Der kurze Sommer des Automobils / Seite 29

Ich bin nun mit einer sehr kontrastreichen Runde von Menschen im Gespräch, denn das Jahr 2017 bringt uns ein ganzes Ensemble von Jubiläums-Situationen ein. Das sind gute Anlässe, um zu bedenken und zu debattieren, wofür diese Geschichten stehen.

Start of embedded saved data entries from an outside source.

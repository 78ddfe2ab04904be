use std::sync::atomic::{AtomicUsize, Ordering};
use std::sync::Arc;
use std::time::Duration;

use async_trait::async_trait;
use serde_json::{json, Value as JsonValue};
use tokio::sync::Notify;
use tokio::time::Instant;

use quarry_lib::config::{RpcConfig, TransportMode};
use quarry_lib::model_rpc::{
    ActionEnvelope, ActionName, ActionServer, BackoffPolicy, ClusteredTransport, CompanyScoped, Kwargs,
    LocalTransport, ModelController, ModelInterface, ModelRpcClient, ModelTransport, ResultEnvelope,
    TransportKind,
};
use quarry_lib::quarry_core::{FederationError, FederationResult};

/// Model backend stand-in: answers ping, echoes predictions and records
/// fire-and-forget work.
#[derive(Default)]
struct FakeModels {
    learned: AtomicUsize,
    learned_signal: Notify,
}

#[async_trait]
impl ModelController for FakeModels {
    async fn execute(&self, action: ActionName, args: Vec<JsonValue>, kwargs: Kwargs) -> FederationResult<JsonValue> {
        match action {
            ActionName::Ping => Ok(json!(true)),
            ActionName::Predict => {
                let delay = kwargs.get("delay_ms").and_then(JsonValue::as_u64).unwrap_or(0);
                tokio::time::sleep(Duration::from_millis(delay)).await;
                Ok(json!({ "model": args.first().cloned(), "company_id": kwargs.get("company_id").cloned() }))
            }
            ActionName::Learn => {
                self.learned.fetch_add(1, Ordering::SeqCst);
                self.learned_signal.notify_one();
                Ok(JsonValue::Null)
            }
            ActionName::GetModels => Ok(json!(["house_prices"])),
            ActionName::GetModelData => Err(FederationError::execution("model not found")),
            _ => Ok(JsonValue::Null),
        }
    }
}

/// Transport that never reaches anything.
struct Unreachable {
    attempts: AtomicUsize,
}

#[async_trait]
impl ModelTransport for Unreachable {
    fn kind(&self) -> TransportKind {
        TransportKind::Clustered
    }

    async fn round_trip(&self, _request: &ActionEnvelope) -> FederationResult<ResultEnvelope> {
        self.attempts.fetch_add(1, Ordering::SeqCst);
        Err(FederationError::connectivity("connection refused"))
    }
}

/// Transport that accepts requests and never answers.
struct Silent {
    attempts: AtomicUsize,
}

#[async_trait]
impl ModelTransport for Silent {
    fn kind(&self) -> TransportKind {
        TransportKind::Clustered
    }

    async fn round_trip(&self, _request: &ActionEnvelope) -> FederationResult<ResultEnvelope> {
        self.attempts.fetch_add(1, Ordering::SeqCst);
        std::future::pending().await
    }
}

fn kwargs(pairs: &[(&str, JsonValue)]) -> Kwargs {
    pairs.iter().map(|(k, v)| (k.to_string(), v.clone())).collect()
}

async fn local_client(models: Arc<FakeModels>) -> ModelRpcClient {
    ModelRpcClient::connect(
        Arc::new(LocalTransport::new(models)),
        &BackoffPolicy::fixed(3, Duration::from_millis(10)),
        Duration::from_secs(5),
        None,
    )
    .await
    .unwrap()
}

#[tokio::test(start_paused = true)]
async fn retry_is_bounded_and_follows_schedule() {
    let transport = Arc::new(Unreachable {
        attempts: AtomicUsize::new(0),
    });
    let policy = BackoffPolicy::fixed(10, Duration::from_secs(3));

    let start = Instant::now();
    let err = ModelRpcClient::connect(transport.clone(), &policy, Duration::from_secs(1), None)
        .await
        .unwrap_err();

    assert_eq!(transport.attempts.load(Ordering::SeqCst), 10);
    assert_eq!(start.elapsed(), Duration::from_secs(27));
    assert!(matches!(err, FederationError::BackendUnavailable { attempts: 10, .. }));
    assert!(err.to_string().contains("connection refused"));
}

#[tokio::test(start_paused = true)]
async fn exponential_schedule_is_honoured() {
    let transport = Arc::new(Unreachable {
        attempts: AtomicUsize::new(0),
    });
    let policy = BackoffPolicy {
        max_attempts: 4,
        base_delay: Duration::from_secs(1),
        multiplier: 2.0,
        max_delay: Duration::from_secs(60),
    };

    let start = Instant::now();
    ModelRpcClient::connect(transport.clone(), &policy, Duration::from_secs(1), None)
        .await
        .unwrap_err();
    assert_eq!(transport.attempts.load(Ordering::SeqCst), 4);
    assert_eq!(start.elapsed(), Duration::from_secs(1 + 2 + 4));
}

#[tokio::test(start_paused = true)]
async fn deadline_stops_retries_early() {
    let transport = Arc::new(Unreachable {
        attempts: AtomicUsize::new(0),
    });
    let policy = BackoffPolicy::fixed(10, Duration::from_secs(3));
    let deadline = Instant::now() + Duration::from_secs(7);

    let err = ModelRpcClient::connect(transport.clone(), &policy, Duration::from_secs(1), Some(deadline))
        .await
        .unwrap_err();
    // attempts at 0s, 3s and 6s; the next one would start after the deadline
    assert_eq!(transport.attempts.load(Ordering::SeqCst), 3);
    assert!(matches!(err, FederationError::BackendUnavailable { attempts: 3, .. }));
}

#[tokio::test(start_paused = true)]
async fn deadline_caps_a_hanging_attempt() {
    let transport = Arc::new(Silent {
        attempts: AtomicUsize::new(0),
    });
    let policy = BackoffPolicy::fixed(10, Duration::from_secs(3));
    let start = Instant::now();
    let deadline = start + Duration::from_secs(1);

    let err = ModelRpcClient::connect(transport.clone(), &policy, Duration::from_secs(30), Some(deadline))
        .await
        .unwrap_err();
    assert_eq!(start.elapsed(), Duration::from_secs(1));
    assert_eq!(transport.attempts.load(Ordering::SeqCst), 1);
    assert!(matches!(err, FederationError::BackendUnavailable { attempts: 1, .. }));
}

#[tokio::test]
async fn local_transport_dispatches_actions() {
    let models = Arc::new(FakeModels::default());
    let client = local_client(models.clone()).await;
    assert_eq!(client.transport_kind(), TransportKind::Local);

    let prediction = client.predict(vec![json!("house_prices")], Kwargs::new()).await.unwrap();
    assert_eq!(prediction["model"], json!("house_prices"));

    assert_eq!(client.get_models(vec![], Kwargs::new()).await.unwrap(), json!(["house_prices"]));

    client.learn(vec![json!("house_prices")], Kwargs::new()).await.unwrap();
    models.learned_signal.notified().await;
    assert_eq!(models.learned.load(Ordering::SeqCst), 1);
}

#[tokio::test]
async fn backend_failures_keep_their_kind() {
    let client = local_client(Arc::new(FakeModels::default())).await;
    let err = client.get_model_data(vec![json!("missing")], Kwargs::new()).await.unwrap_err();
    assert_eq!(err, FederationError::execution("model not found"));
}

#[tokio::test]
async fn unknown_action_is_named() {
    let client = local_client(Arc::new(FakeModels::default())).await;
    let err = client
        .invoke_named("retrain", vec![], Kwargs::new(), Duration::from_secs(1))
        .await
        .unwrap_err();
    assert_eq!(err, FederationError::unknown_action("retrain"));
}

#[tokio::test]
async fn company_scope_reaches_backend() {
    let client = local_client(Arc::new(FakeModels::default())).await;
    let scoped = CompanyScoped::new(client, Some(11));
    let prediction = scoped.predict(vec![json!("m")], Kwargs::new()).await.unwrap();
    assert_eq!(prediction["company_id"], json!(11));
}

async fn spawn_server(models: Arc<FakeModels>) -> String {
    let server = ActionServer::bind("127.0.0.1:0", models).await.unwrap();
    let address = server.local_addr().unwrap().to_string();
    tokio::spawn(server.serve());
    address
}

#[tokio::test]
async fn clustered_round_trip() {
    let models = Arc::new(FakeModels::default());
    let address = spawn_server(models.clone()).await;

    let config = RpcConfig {
        transport: TransportMode::Auto,
        cluster_address: Some(address),
        base_delay_ms: 10,
        ..RpcConfig::default()
    };
    let client = ModelRpcClient::from_config(&config, None, None).await.unwrap();
    assert_eq!(client.transport_kind(), TransportKind::Clustered);

    let prediction = client.predict(vec![json!("house_prices")], Kwargs::new()).await.unwrap();
    assert_eq!(prediction["model"], json!("house_prices"));

    client.learn(vec![json!("house_prices")], Kwargs::new()).await.unwrap();
    models.learned_signal.notified().await;
    assert_eq!(models.learned.load(Ordering::SeqCst), 1);

    let err = client
        .invoke_named("retrain", vec![], Kwargs::new(), Duration::from_secs(5))
        .await
        .unwrap_err();
    assert_eq!(err, FederationError::unknown_action("retrain"));
}

#[tokio::test]
async fn concurrent_calls_are_matched_by_id() {
    let address = spawn_server(Arc::new(FakeModels::default())).await;
    let client = Arc::new(
        ModelRpcClient::connect(
            Arc::new(ClusteredTransport::new(address)),
            &BackoffPolicy::fixed(3, Duration::from_millis(10)),
            Duration::from_secs(5),
            None,
        )
        .await
        .unwrap(),
    );

    // the slow call finishes last; each caller must still get its own answer
    let calls: Vec<_> = [(0, "slow", 200), (1, "fast", 0), (2, "medium", 50)]
        .into_iter()
        .map(|(i, model, delay)| {
            let client = Arc::clone(&client);
            tokio::spawn(async move {
                let value = client
                    .predict(vec![json!(model)], kwargs(&[("delay_ms", json!(delay))]))
                    .await
                    .unwrap();
                (i, value["model"].clone())
            })
        })
        .collect();

    for call in calls {
        let (i, model) = call.await.unwrap();
        let expected = ["slow", "fast", "medium"][i];
        assert_eq!(model, json!(expected));
    }
}

#[tokio::test]
async fn timed_out_call_does_not_poison_the_next() {
    let address = spawn_server(Arc::new(FakeModels::default())).await;
    let client = ModelRpcClient::connect(
        Arc::new(ClusteredTransport::new(address)),
        &BackoffPolicy::fixed(3, Duration::from_millis(10)),
        Duration::from_secs(5),
        None,
    )
    .await
    .unwrap();

    let err = client
        .invoke_within(
            Duration::from_millis(50),
            ActionName::Predict,
            vec![json!("stale")],
            kwargs(&[("delay_ms", json!(300))]),
        )
        .await
        .unwrap_err();
    assert!(matches!(err, FederationError::Timeout { timeout_ms: 50 }));

    // wait for the late response to arrive and be discarded
    tokio::time::sleep(Duration::from_millis(400)).await;

    let fresh = client.predict(vec![json!("fresh")], Kwargs::new()).await.unwrap();
    assert_eq!(fresh["model"], json!("fresh"));
}

#[tokio::test]
async fn unreachable_cluster_exhausts_attempts() {
    let listener = tokio::net::TcpListener::bind("127.0.0.1:0").await.unwrap();
    let address = listener.local_addr().unwrap().to_string();
    drop(listener);

    let err = ModelRpcClient::connect(
        Arc::new(ClusteredTransport::new(address)),
        &BackoffPolicy::fixed(2, Duration::from_millis(5)),
        Duration::from_secs(1),
        None,
    )
    .await
    .unwrap_err();
    assert!(matches!(err, FederationError::BackendUnavailable { attempts: 2, .. }));
}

Für mich sind natürlich "60 Jahre Steyr-Puch 500" sehr exponiert. Dazu passen im Hintergrund zwei weitere Jahreszahlen. Die Eröffnung des Werkes Graz-Thondorf liegt dann genau 75 Jahre zurück. Der Trägerverein des Johann Puch Museum Graz hat 2002 seine Aktivitäten begonnen, blickt also auf bald 15 Jahre des Engagements. Ergänzend wie passend, der Herr von Drais hat sein Laufrad im Jahr 1817 zum Patent angemeldet, da runden sich 200 Jahre.

Beachten Sie, daß diese Entwicklung in ein interessantes Zeitfenster paßt: 1814-1914- 2014, das reicht vom Wiener Kongreß, über den Ersten Weltkrieg, in unsere von der EU geprägten Gegenwart, die aus den letzten Jahre einige massive Krisen bezogen hat.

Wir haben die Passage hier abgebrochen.